VMware has been developing virtualization software since 1998. Headquartered in Palo Alto, California, the company is known for its application modernization, cloud, networking, security, and digital workspace offerings. They require a thorough and all-encompassing approach to ensure that corporate controls and standards are rigorously followed. This requires effective compliance maintenance, ample security measures, and optimized cost management, all within the realm of public cloud services. VMware has design controls encompassing all aspects of cloud operations, allowing them to not only meet their compliance obligations but also fortify their security posture and optimize cloud costs.

VMware’s Office of CTO (OCTO) operates Cloudgate, an internally developed service, to provision access and manage the lifecycle of workloads across public clouds such as AWS, Azure, and GCP. This includes a common framework for account lifecycle management across the enterprise to simplify onboarding and management. Today, VMware has more than 38,000 employees who use tens of thousands AWS accounts to deliver software solutions to their customers. In this post we discuss how they use AWS Organizations, with all features enabled, to eliminate one of their main pain-points with AWS account closure at scale. We ‘ll show how they used AWS APIs to manage AWS account creation and account closure across this large fleet. We also show how VMware helps others adopt or create a similar process.

1/How VMware manages the AWS account lifecycle

With such an extensive fleet of accounts and EC2 instances, handling daily account creation, deletion, and changes can be challenging at their scale. VMware’s OCTO team adopted the standard AWS account creation process documented here and Cloudgate would provision new AWS accounts using those documented process. While the account creation processes worked well, the standard AWS account deletion process was a manual, time consuming process. This required human intervention and was not scalable.

VMware found that the most common reasons to close accounts were as follows: 1/Change of ownership due to personnel changes/re-organization/merger or acquisition, 2/ AWS accounts were no longer required 3/ Test accounts or temporary AWS accounts created for demo or training purpose and no longer had any use.

To address this pain point, VMware team tried a few approaches. First, re-purpose the AWS account for other use, but that was too onerous. Next, they used UI automation, via Selenium, to close AWS accounts programmatically. However, this was not reliable, breaking often. However, in Q1 2022, AWS released the CloseAccount API which helped close the gap. The VMware OCTO team developed an automated process to close AWS accounts using the API. However, there is a prerequisite to adopt CloseAccount API which we will discuss in the next section.
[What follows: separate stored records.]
//! DispatcherBuilder: wiring and start-up validation.
//!
//! Problems are reported by `build()`, before any task is accepted: a bad
//! config, a missing runtime, or a layer that was expected but has no
//! handler.

use std::collections::HashMap;
use std::sync::Arc;

use tracing::debug;

use super::dispatcher::Dispatcher;
use super::events::EventBus;
use crate::config::DispatcherConfig;
use crate::domain::Layer;
use crate::error::DispatchError;
use crate::pool::LayerPool;
use crate::ports::{Clock, EventSink, IdGenerator, LayerHandler, SystemClock, UlidGenerator};

/// Builds a [`Dispatcher`].
///
/// ```ignore
/// let dispatcher = DispatcherBuilder::new()
///     .handler(Layer::Core, handler_fn(|ctx| async move { Ok(ctx.payload) }))?
///     .expect_layers(&[Layer::Core])
///     .build()?;
/// ```
pub struct DispatcherBuilder {
    config: DispatcherConfig,
    clock: Arc<dyn Clock>,
    ids: Option<Arc<dyn IdGenerator>>,
    handlers: HashMap<Layer, Arc<dyn LayerHandler>>,
    sinks: Vec<Arc<dyn EventSink>>,
    expected_layers: Option<Vec<Layer>>,
}

#[derive(Debug, thiserror::Error)]
pub enum BuildError {
    #[error("handler for layer '{0}' is already registered")]
    AlreadyRegistered(Layer),

    #[error("missing handlers for layers {0:?}; these layers were expected but not registered")]
    MissingHandlers(Vec<Layer>),

    #[error(transparent)]
    Dispatch(#[from] DispatchError),
}

impl DispatcherBuilder {
    pub fn new() -> Self {
        Self {
            config: DispatcherConfig::default(),
            clock: Arc::new(SystemClock),
            ids: None,
            handlers: HashMap::new(),
            sinks: Vec::new(),
            expected_layers: None,
        }
    }

    pub fn config(mut self, config: DispatcherConfig) -> Self {
        self.config = config;
        self
    }

    pub fn clock(mut self, clock: Arc<dyn Clock>) -> Self {
        self.clock = clock;
        self
    }

    /// Defaults to a [`UlidGenerator`] on the builder's clock.
    pub fn id_generator(mut self, ids: Arc<dyn IdGenerator>) -> Self {
        self.ids = Some(ids);
        self
    }

    /// Register the handler for one layer.
    pub fn handler<H: LayerHandler + 'static>(
        mut self,
        layer: Layer,
        handler: H,
    ) -> Result<Self, BuildError> {
        if self.handlers.contains_key(&layer) {
            return Err(BuildError::AlreadyRegistered(layer));
        }
        self.handlers.insert(layer, Arc::new(handler));
        Ok(self)
    }

    /// Share one handler across every layer that has none yet.
    pub fn handler_for_all<H: LayerHandler + 'static>(mut self, handler: H) -> Self {
        let handler: Arc<dyn LayerHandler> = Arc::new(handler);
        for layer in Layer::ALL {
            self.handlers
                .entry(layer)
                .or_insert_with(|| Arc::clone(&handler));
        }
        self
    }

    pub fn sink<S: EventSink + 'static>(mut self, sink: S) -> Self {
        self.sinks.push(Arc::new(sink));
        self
    }

    /// Fail `build()` unless every one of `layers` has a handler.
    pub fn expect_layers(mut self, layers: &[Layer]) -> Self {
        self.expected_layers = Some(layers.to_vec());
        self
    }

    /// Validate, create one pool per layer, and start the dispatch loops.
    ///
    /// Must be called inside a tokio runtime.
    pub fn build(self) -> Result<Dispatcher, BuildError> {
        self.config.validate()?;
        tokio::runtime::Handle::try_current()
            .map_err(|e| DispatchError::Runtime(e.to_string()))?;

        if let Some(expected) = &self.expected_layers {
            let mut missing: Vec<Layer> = expected
                .iter()
                .copied()
                .filter(|layer| !self.handlers.contains_key(layer))
                .collect();
            if !missing.is_empty() {
                missing.sort();
                missing.dedup();
                return Err(BuildError::MissingHandlers(missing));
            }
        }

        let cpu_count = self.config.cpu_count;
        let mut pools = HashMap::with_capacity(Layer::ALL.len());
        for layer in Layer::ALL {
            let workers = layer.initial_worker_count(cpu_count);
            pools.insert(layer, Arc::new(LayerPool::new(layer, workers)?));
        }
        debug!(cpu_count, handlers = self.handlers.len(), "layer pools created");

        let ids: Arc<dyn IdGenerator> = match self.ids {
            Some(ids) => ids,
            None => Arc::new(UlidGenerator::new(Arc::clone(&self.clock))),
        };
        let (events, forwarder) = EventBus::spawn(self.sinks, self.config.event_capacity);

        Ok(Dispatcher::start(
            self.config,
            self.clock,
            ids,
            pools,
            self.handlers,
            events,
            forwarder,
        ))
    }
}

impl Default for DispatcherBuilder {
    fn default() -> Self {
        Self::new()
    }
}

#[cfg(test)]
mod tests {
    use super::*;
    use crate::error::HandlerError;
    use crate::ports::{TaskContext, handler_fn};

    fn echo() -> impl LayerHandler {
        handler_fn(|ctx: TaskContext| async move { Ok::<_, HandlerError>(ctx.payload) })
    }

    fn config(cpu_count: usize) -> DispatcherConfig {
        DispatcherConfig {
            cpu_count,
            ..DispatcherConfig::default()
        }
    }

    #[tokio::test]
    async fn build_success() {
        let dispatcher = DispatcherBuilder::new()
            .handler(Layer::Core, echo())
            .unwrap()
            .expect_layers(&[Layer::Core])
            .build();
        assert!(dispatcher.is_ok());
    }

    #[tokio::test]
    async fn build_missing_handlers() {
        let dispatcher = DispatcherBuilder::new()
            .handler(Layer::Core, echo())
            .unwrap()
            .expect_layers(&[Layer::Core, Layer::Neural, Layer::Backup])
            .build();
        assert!(matches!(
            dispatcher,
            Err(BuildError::MissingHandlers(missing))
                if missing == vec![Layer::Neural, Layer::Backup]
        ));
    }

    #[tokio::test]
    async fn duplicate_handler_is_rejected() {
        let result = DispatcherBuilder::new()
            .handler(Layer::Security, echo())
            .unwrap()
            .handler(Layer::Security, echo());
        assert!(matches!(result, Err(BuildError::AlreadyRegistered(Layer::Security))));
    }

    #[tokio::test]
    async fn handler_for_all_fills_only_the_gaps() {
        let dispatcher = DispatcherBuilder::new()
            .handler(Layer::Core, echo())
            .unwrap()
            .handler_for_all(echo())
            .expect_layers(&Layer::ALL)
            .build();
        assert!(dispatcher.is_ok());
    }

    #[tokio::test]
    async fn pools_follow_the_sizing_table() {
        let dispatcher = DispatcherBuilder::new()
            .config(config(10))
            .handler_for_all(echo())
            .build()
            .unwrap();

        let status = dispatcher.layer_status();
        assert_eq!(status.len(), Layer::ALL.len());
        assert_eq!(status[&Layer::Core].worker_count, 3);
        assert_eq!(status[&Layer::Neural].worker_count, 2);
        assert_eq!(status[&Layer::Monitoring].worker_count, 1);
        dispatcher.shutdown(std::time::Duration::ZERO).await.unwrap();
    }

    #[tokio::test]
    async fn invalid_config_fails_the_build() {
        let result = DispatcherBuilder::new()
            .config(DispatcherConfig {
                dispatch_loops: 0,
                ..DispatcherConfig::default()
            })
            .handler_for_all(echo())
            .build();
        assert!(matches!(result, Err(BuildError::Dispatch(DispatchError::Config(_)))));
    }

    #[test]
    fn build_outside_a_runtime_fails() {
        let result = DispatcherBuilder::new().handler_for_all(echo()).build();
        assert!(matches!(result, Err(BuildError::Dispatch(DispatchError::Runtime(_)))));
    }
}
2/All features from AWS Organizations and why it’s critical:

To illustrate the importance of all features from AWS Organizations, we want to first provide more background on Cloudgate. In addition to account lifecycle management, compliance, and governance, Cloudgate supports several organizations and management accounts and several thousand member AWS accounts across those organizations. Furthermore, it supports these elements  across other cloud service providers. VMware’s security operations center monitors all AWS accounts 24×7 and alerts account/workload owners in case of malicious or suspicious activity. Finally, CloudGate also supports VMware global chargeback process, allocating AWS spend to the business unit’s cost center consuming those services.

The VMware team adopted AWS Organizations, the AWS service that provides the foundational capability for multi-account cloud governance on AWS. All VMware management accounts were originally set up with the ‘consolidated billing’ feature set from AWS Organizations.

AWS Organizations has two key feature sets:

The VMware team migrated to ‘all features’ to take advantage of the above features and also as the prerequisites to use CloseAccount API, which allowed them to programmatically close member accounts in their organization. VMware used a similar process as outlined in the ‘Simplified multi-account governance with AWS Organizations all features blog post to migrate their organizations to ‘all features.’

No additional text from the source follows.